ESADH17: IKLAN ROKOK DI INDONESIA SESAT DAN MENYESATKAN

Minggu, 11 September 2011

IKLAN ROKOK DI INDONESIA SESAT DAN MENYESATKAN

JAKARTA (Arrahmah.com) – Aliansi Pengendalian Rokok Asia Tenggara (SEATCA) mengkritik sebuah iklan perusahaan rokok terbesar di Indonesia yang dinilai menyesatkan. Pasalnya salah satu Iklan rokok di Indonesia seolah mengopinikan bahwa lebih baik mati daripada harus berhenti merokok. Parah!

Iklan pada billboard yang dimaksud itu bertuliskan “Lebih baik pulang nama daripada tinggalkan teman” dan tulisan terpisah yang masih dalam satu tema “Sam****** Teman yang Asyik” .

Ini dinilai sebagai bentuk iklan yang tidak bertanggungjawab dan PT PMI sebagai perusahaan pemilik untuk menjelaskan hal ini.

“Sangat tidak bertanggung jawab, sesuatu yang mengerikan bahwa tujuan (iklan) itu adalah untuk penjualan rokok. Ini sangat lucu menyebut produk berbahaya yang mematikan sebagian penggunanya itu sebagai ‘teman’,” ucap Direktur Seatca Bungon Ritthiphakdee, Jumat (26/8/2011) di Bangkok.
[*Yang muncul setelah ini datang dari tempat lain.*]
use anchor_lang::prelude::*;
use anchor_spl::token::{self, Token, TokenAccount, Transfer};

use crate::{
    claim::{self, ClaimAttestation, ClaimStrategy, MerkleClaim, WeightedClaim},
    constants::*,
    errors::MarketError,
    events::RewardsClaimed,
    state::{ClaimReceipt, Epoch, Marketplace, RewardsConfig, UserEpochActivity},
};

#[derive(Accounts)]
pub struct OpenEpochActivity<'info> {
    #[account(seeds = [REWARDS_SEED], bump = rewards_config.bump)]
    pub rewards_config: Box<Account<'info, RewardsConfig>>,

    #[account(
        seeds = [EPOCH_SEED, epoch.index.to_le_bytes().as_ref()],
        bump = epoch.bump
    )]
    pub epoch: Box<Account<'info, Epoch>>,

    #[account(
        init,
        payer = user,
        space = UserEpochActivity::LEN,
        seeds = [ACTIVITY_SEED, epoch.index.to_le_bytes().as_ref(), user.key().as_ref()],
        bump
    )]
    pub activity: Box<Account<'info, UserEpochActivity>>,

    #[account(mut)]
    pub user: Signer<'info>,

    pub system_program: Program<'info, System>,
}

/// Creates the caller's activity ledger for the currently open epoch.
pub fn open_epoch_activity(ctx: Context<OpenEpochActivity>) -> Result<()> {
    let now = Clock::get()?.unix_timestamp;
    let epoch = &ctx.accounts.epoch;
    require!(
        epoch.index.checked_add(1) == Some(ctx.accounts.rewards_config.epoch_count) && epoch.is_open(now),
        MarketError::EpochNotOpen
    );

    ctx.accounts.activity.set_inner(UserEpochActivity {
        epoch: epoch.index,
        user: ctx.accounts.user.key(),
        bump: ctx.bumps.activity,
        ..Default::default()
    });
    Ok(())
}

#[derive(Accounts)]
#[instruction(epoch_index: u64)]
pub struct ClaimRewards<'info> {
    #[account(seeds = [MARKETPLACE_SEED], bump = marketplace.bump)]
    pub marketplace: Box<Account<'info, Marketplace>>,

    #[account(seeds = [REWARDS_SEED], bump = rewards_config.bump)]
    pub rewards_config: Box<Account<'info, RewardsConfig>>,

    /// Absent when the epoch was never started
    #[account(
        mut,
        seeds = [EPOCH_SEED, epoch_index.to_le_bytes().as_ref()],
        bump = epoch.bump
    )]
    pub epoch: Option<Account<'info, Epoch>>,

    /// Weighted mode only
    #[account(
        seeds = [ACTIVITY_SEED, epoch_index.to_le_bytes().as_ref(), user.key().as_ref()],
        bump = activity.bump
    )]
    pub activity: Option<Account<'info, UserEpochActivity>>,

    #[account(
        init_if_needed,
        payer = user,
        space = ClaimReceipt::LEN,
        seeds = [CLAIM_SEED, epoch_index.to_le_bytes().as_ref(), user.key().as_ref()],
        bump
    )]
    pub receipt: Box<Account<'info, ClaimReceipt>>,

    /// CHECK: PDA derivation
    #[account(seeds = [MARKET_AUTHORITY_SEED], bump = marketplace.authority_bump)]
    pub market_authority: AccountInfo<'info>,

    #[account(
        mut,
        associated_token::mint = marketplace.reward_mint,
        associated_token::authority = market_authority,
    )]
    pub reward_treasury: Box<Account<'info, TokenAccount>>,

    #[account(
        mut,
        constraint = user_reward_account.mint == marketplace.reward_mint,
        constraint = user_reward_account.owner == user.key()
    )]
    pub user_reward_account: Box<Account<'info, TokenAccount>>,

    #[account(mut)]
    pub user: Signer<'info>,

    pub token_program: Program<'info, Token>,
    pub system_program: Program<'info, System>,
}

/// Pays the caller's share of a closed epoch, once.
pub fn claim_rewards(ctx: Context<ClaimRewards>, epoch_index: u64, attestation: ClaimAttestation) -> Result<()> {
    let now = Clock::get()?.unix_timestamp;
    let user = ctx.accounts.user.key();

    let strategy: Box<dyn ClaimStrategy + '_> = match &attestation {
        ClaimAttestation::Weighted => Box::new(WeightedClaim {
            activity: ctx.accounts.activity.as_deref(),
        }),
        ClaimAttestation::Merkle { amount, proof } => Box::new(MerkleClaim {
            amount: *amount,
            proof,
        }),
    };
    let mode = strategy.mode();
    let amount = claim::compute_claim(
        &ctx.accounts.rewards_config,
        epoch_index,
        ctx.accounts.epoch.as_deref(),
        strategy.as_ref(),
        &user,
        now,
    )?;

    let receipt = &mut ctx.accounts.receipt;
    if receipt.user == Pubkey::default() {
        receipt.epoch = epoch_index;
        receipt.user = user;
        receipt.bump = ctx.bumps.receipt;
    }
    receipt.mark_claimed(amount, now)?;

    let epoch = ctx
        .accounts
        .epoch
        .as_deref_mut()
        .ok_or(MarketError::EpochNotStarted)?;
    epoch.add_claimed(amount)?;

    token::transfer(
        CpiContext::new_with_signer(
            ctx.accounts.token_program.to_account_info(),
            Transfer {
                from: ctx.accounts.reward_treasury.to_account_info(),
                to: ctx.accounts.user_reward_account.to_account_info(),
                authority: ctx.accounts.market_authority.to_account_info(),
            },
            &[&[MARKET_AUTHORITY_SEED, &[ctx.accounts.marketplace.authority_bump]]],
        ),
        amount,
    )?;

    emit!(RewardsClaimed {
        epoch: epoch_index,
        user,
        amount,
        mode,
    });
    Ok(())
}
Bungon menjelaskan iklan ini secara jelas ditujukan bagi kaum muda. Sekitar 12 perrsen kaum muda Indonesia yang berusia 13-15 tahun telah mengonsumsi rokok. Sekitar 70 persen perokok memulai kebiasaannya merokok sebelum usia 19 tahun.
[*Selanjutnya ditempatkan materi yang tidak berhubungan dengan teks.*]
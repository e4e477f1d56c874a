use anchor_lang::prelude::*;
use anchor_spl::token::{self, TokenAccount};

use crate::{
    errors::MarketError,
    punks_integration::{self, PunkRecord},
    state::Marketplace,
};

/// Accounts naming one NFT and where it moves, for either SPL NFTs or registry punks.
///
/// For SPL NFTs `nft_program` is the token program, `source` the token account holding the
/// single unit and `destination` the recipient's token account. For punks `nft_program` is
/// the registry and `source` the punk record; `destination` is unused.
pub struct NftAccounts<'info> {
    pub nft_program: AccountInfo<'info>,
    pub source: AccountInfo<'info>,
    pub destination: Option<AccountInfo<'info>>,
}

fn read_token_account(info: &AccountInfo, err: MarketError) -> Result<TokenAccount> {
    require_keys_eq!(*info.owner, token::ID, err);
    let data = info.try_borrow_data()?;
    TokenAccount::try_deserialize(&mut &data[..]).map_err(|_| err.into())
}

fn read_punk(marketplace: &Marketplace, token_id: &Pubkey, record: &AccountInfo) -> Result<PunkRecord> {
    require_keys_eq!(record.key(), *token_id, MarketError::PunkNotFound);
    punks_integration::deserialize_punk_record(record, &marketplace.punk_registry)
}

/// Current owner of the NFT. Fails with `PunkNotFound` / `NftNotFound` when the token
/// has no resolvable owner.
pub fn owner_of(
    marketplace: &Marketplace,
    collection: &Pubkey,
    token_id: &Pubkey,
    holder: &AccountInfo,
) -> Result<Pubkey> {
    if marketplace.is_punk_collection(collection) {
        require_keys_eq!(holder.key(), *token_id, MarketError::PunkNotFound);
        return punks_integration::punk_index_to_address(holder, &marketplace.punk_registry);
    }

    let account = read_token_account(holder, MarketError::NftNotFound)?;
    require!(
        account.mint == *token_id && account.amount == 1,
        MarketError::NftNotFound
    );
    Ok(account.owner)
}

pub fn require_owner(
    marketplace: &Marketplace,
    collection: &Pubkey,
    token_id: &Pubkey,
    holder: &AccountInfo,
    expected: &Pubkey,
) -> Result<()> {
    let owner = owner_of(marketplace, collection, token_id, holder)?;
    if owner != *expected {
        return if marketplace.is_punk_collection(collection) {
            err!(MarketError::NotYourPunk)
        } else {
            err!(MarketError::NotYourNFT)
        };
    }
    Ok(())
}

fn require_nft_program(marketplace: &Marketplace, collection: &Pubkey, program: &AccountInfo) -> Result<()> {
    let expected = if marketplace.is_punk_collection(collection) {
        marketplace.punk_registry
    } else {
        token::ID
    };
    require_keys_eq!(program.key(), expected, MarketError::RecipientMismatch);
    Ok(())
}

fn require_recipient_account(token_id: &Pubkey, destination: &AccountInfo, recipient: &Pubkey) -> Result<()> {
    let account = read_token_account(destination, MarketError::RecipientMismatch)?;
    require!(
        account.mint == *token_id && account.owner == *recipient,
        MarketError::RecipientMismatch
    );
    Ok(())
}

/// Moves the NFT from its signing holder to `recipient`.
///
/// Punks go through the registry's two-step sale: the holder offers the punk to the
/// market authority at zero price, the authority buys it and, unless it is itself the
/// recipient, transfers it on.
pub fn deliver_from_holder<'info>(
    marketplace: &Marketplace,
    collection: &Pubkey,
    token_id: &Pubkey,
    accounts: &NftAccounts<'info>,
    holder: &AccountInfo<'info>,
    recipient: &Pubkey,
    market_authority: &AccountInfo<'info>,
    authority_seeds: &[&[u8]],
) -> Result<()> {
    require_nft_program(marketplace, collection, &accounts.nft_program)?;

    if marketplace.is_punk_collection(collection) {
        let record = read_punk(marketplace, token_id, &accounts.source)?;
        punks_integration::cpi::offer_punk_for_sale_to_address(
            accounts.nft_program.clone(),
            accounts.source.clone(),
            holder.clone(),
            record.punk_index,
            0,
            market_authority.key(),
            &[],
        )?;
        punks_integration::cpi::buy_punk(
            accounts.nft_program.clone(),
            accounts.source.clone(),
            market_authority.clone(),
            record.punk_index,
            &[authority_seeds],
        )?;
        if *recipient != market_authority.key() {
            punks_integration::cpi::transfer_punk(
                accounts.nft_program.clone(),
                accounts.source.clone(),
                market_authority.clone(),
                *recipient,
                record.punk_index,
                &[authority_seeds],
            )?;
        }
        return Ok(());
    }

    let destination = accounts
        .destination
        .clone()
        .ok_or(MarketError::RecipientMismatch)?;
    require_recipient_account(token_id, &destination, recipient)?;

    token::transfer(
        CpiContext::new(
            accounts.nft_program.clone(),
            token::Transfer {
                from: accounts.source.clone(),
                to: destination,
                authority: holder.clone(),
            },
        ),
        1,
    )
}

/// Releases an NFT held by the market authority to `recipient`.
pub fn release_from_escrow<'info>(
    marketplace: &Marketplace,
    collection: &Pubkey,
    token_id: &Pubkey,
    accounts: &NftAccounts<'info>,
    recipient: &Pubkey,
    market_authority: &AccountInfo<'info>,
    authority_seeds: &[&[u8]],
) -> Result<()> {
    require_nft_program(marketplace, collection, &accounts.nft_program)?;
    require_owner(
        marketplace,
        collection,
        token_id,
        &accounts.source,
        &market_authority.key(),
    )?;

    if marketplace.is_punk_collection(collection) {
        let record = read_punk(marketplace, token_id, &accounts.source)?;
        return punks_integration::cpi::transfer_punk(
            accounts.nft_program.clone(),
            accounts.source.clone(),
            market_authority.clone(),
            *recipient,
            record.punk_index,
            &[authority_seeds],
        );
    }

    let destination = accounts
        .destination
        .clone()
        .ok_or(MarketError::RecipientMismatch)?;
    require_recipient_account(token_id, &destination, recipient)?;

    token::transfer(
        CpiContext::new_with_signer(
            accounts.nft_program.clone(),
            token::Transfer {
                from: accounts.source.clone(),
                to: destination,
                authority: market_authority.clone(),
            },
            &[authority_seeds],
        ),
        1,
    )
}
Indonesia merupakan negara dengan jumlah perokok aktif terbesar di antara negara-negara ASEAN yakni 57 juta perokok. Seatca mencatat setiap tahun lebih dari 200ribu orang Indonesia meninggal karena penyakit yang terkait dengan kebiasaan merokok.
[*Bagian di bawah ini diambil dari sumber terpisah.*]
impl RewardsConfig {
    pub const LEN: usize = 8 + // discriminator
        8 + // epoch_duration
        8 + // epoch_count
        8 + // current_epoch_end
        1 + // claim_mode
        4 + MAX_COLLECTIONS * CollectionAllocation::SPACE + // collections
        8 + // deposits_allocation
        8 + // sales_allocation
        2 + // sales_split_bps
        1; // bump

    pub fn epoch_open(&self, now: i64) -> bool {
        self.epoch_count > 0 && now < self.current_epoch_end
    }

    pub fn set_epoch_duration(&mut self, duration: i64, now: i64) -> Result<()> {
        require!(!self.epoch_open(now), MarketError::EpochInProgress);
        require!(duration > 0, MarketError::InvalidAmount);
        self.epoch_duration = duration;
        Ok(())
    }

    /// Opens the next epoch; returns a fresh `Epoch` with the pending configuration frozen in.
    pub fn start_epoch(&mut self, now: i64, bump: u8) -> Result<Epoch> {
        require!(self.epoch_duration > 0, MarketError::EpochDurationNotSet);
        require!(!self.epoch_open(now), MarketError::EpochHasNotEnded);

        let index = self.epoch_count;
        let end_time = now
            .checked_add(self.epoch_duration)
            .ok_or(MarketError::MathOverflow)?;

        self.epoch_count = index.checked_add(1).ok_or(MarketError::MathOverflow)?;
        self.current_epoch_end = end_time;

        Ok(Epoch {
            index,
            start_time: now,
            end_time,
            claim_mode: self.claim_mode,
            pools: self
                .collections
                .iter()
                .map(|c| CollectionPool {
                    collection: c.collection,
                    allocation: c.allocation,
                    floor_price: c.floor_price,
                    total_weight: 0,
                })
                .collect(),
            deposits_allocation: self.deposits_allocation,
            sales_allocation: self.sales_allocation,
            sales_split_bps: self.sales_split_bps,
            bump,
            ..Default::default()
        })
    }

    pub fn set_collection_allocation(&mut self, collection: Pubkey, allocation: u64, floor_price: u64) -> Result<()> {
        if let Some(entry) = self.collections.iter_mut().find(|c| c.collection == collection) {
            entry.allocation = allocation;
            entry.floor_price = floor_price;
            return Ok(());
        }
        require!(self.collections.len() < MAX_COLLECTIONS, MarketError::TooManyCollections);
        self.collections.push(CollectionAllocation {
            collection,
            allocation,
            floor_price,
        });
        Ok(())
    }

    pub fn set_sales_split(&mut self, bps: u16) -> Result<()> {
        require!(bps <= MAX_BPS, MarketError::InvalidSplitBps);
        self.sales_split_bps = bps;
        Ok(())
    }
}

#[account]
#[derive(Default, Debug)]
pub struct Epoch {
    pub index: u64,
    pub start_time: i64,
    pub end_time: i64,
    pub claim_mode: ClaimMode,

    pub pools: Vec<CollectionPool>,

    pub deposits_allocation: u64,
    pub total_deposits: u64,

    pub sales_allocation: u64,
    pub sales_split_bps: u16,
    pub total_buyer_sales: u64,
    pub total_seller_sales: u64,

    /// Root over `(user, amount)` leaves, Merkle mode only
    pub merkle_root: [u8; 32],
    pub merkle_total: u64,
    pub rewards_set: bool,

    pub total_claimed: u64,

    pub bump: u8,
}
Lebih lanjut, Seatca melihat PT Sam****** memasang papan iklan itu selama bulan Ramadhan yang merupakan saat umat muslim mengurangi/tidak bisa merokok. Seatca menilai hal tersebut menunjukkan perusahaan rokok itu memiliki ide aneh bagaimana bulan Ramadhan seharusnya diisi, dengan merokok. Karena itu, hal itu dinilai tidak sesuai dengan aktivitas umat muslim di Indonesia saat bulan Ramadhan.

“Pemerintah Indonesia seharusnya bertindak segera dengan menurunkan iklan dan PT Sam****** harus meminta maaf kepada masyarakat Indonesia akan tindakannya,” ucap Bungon.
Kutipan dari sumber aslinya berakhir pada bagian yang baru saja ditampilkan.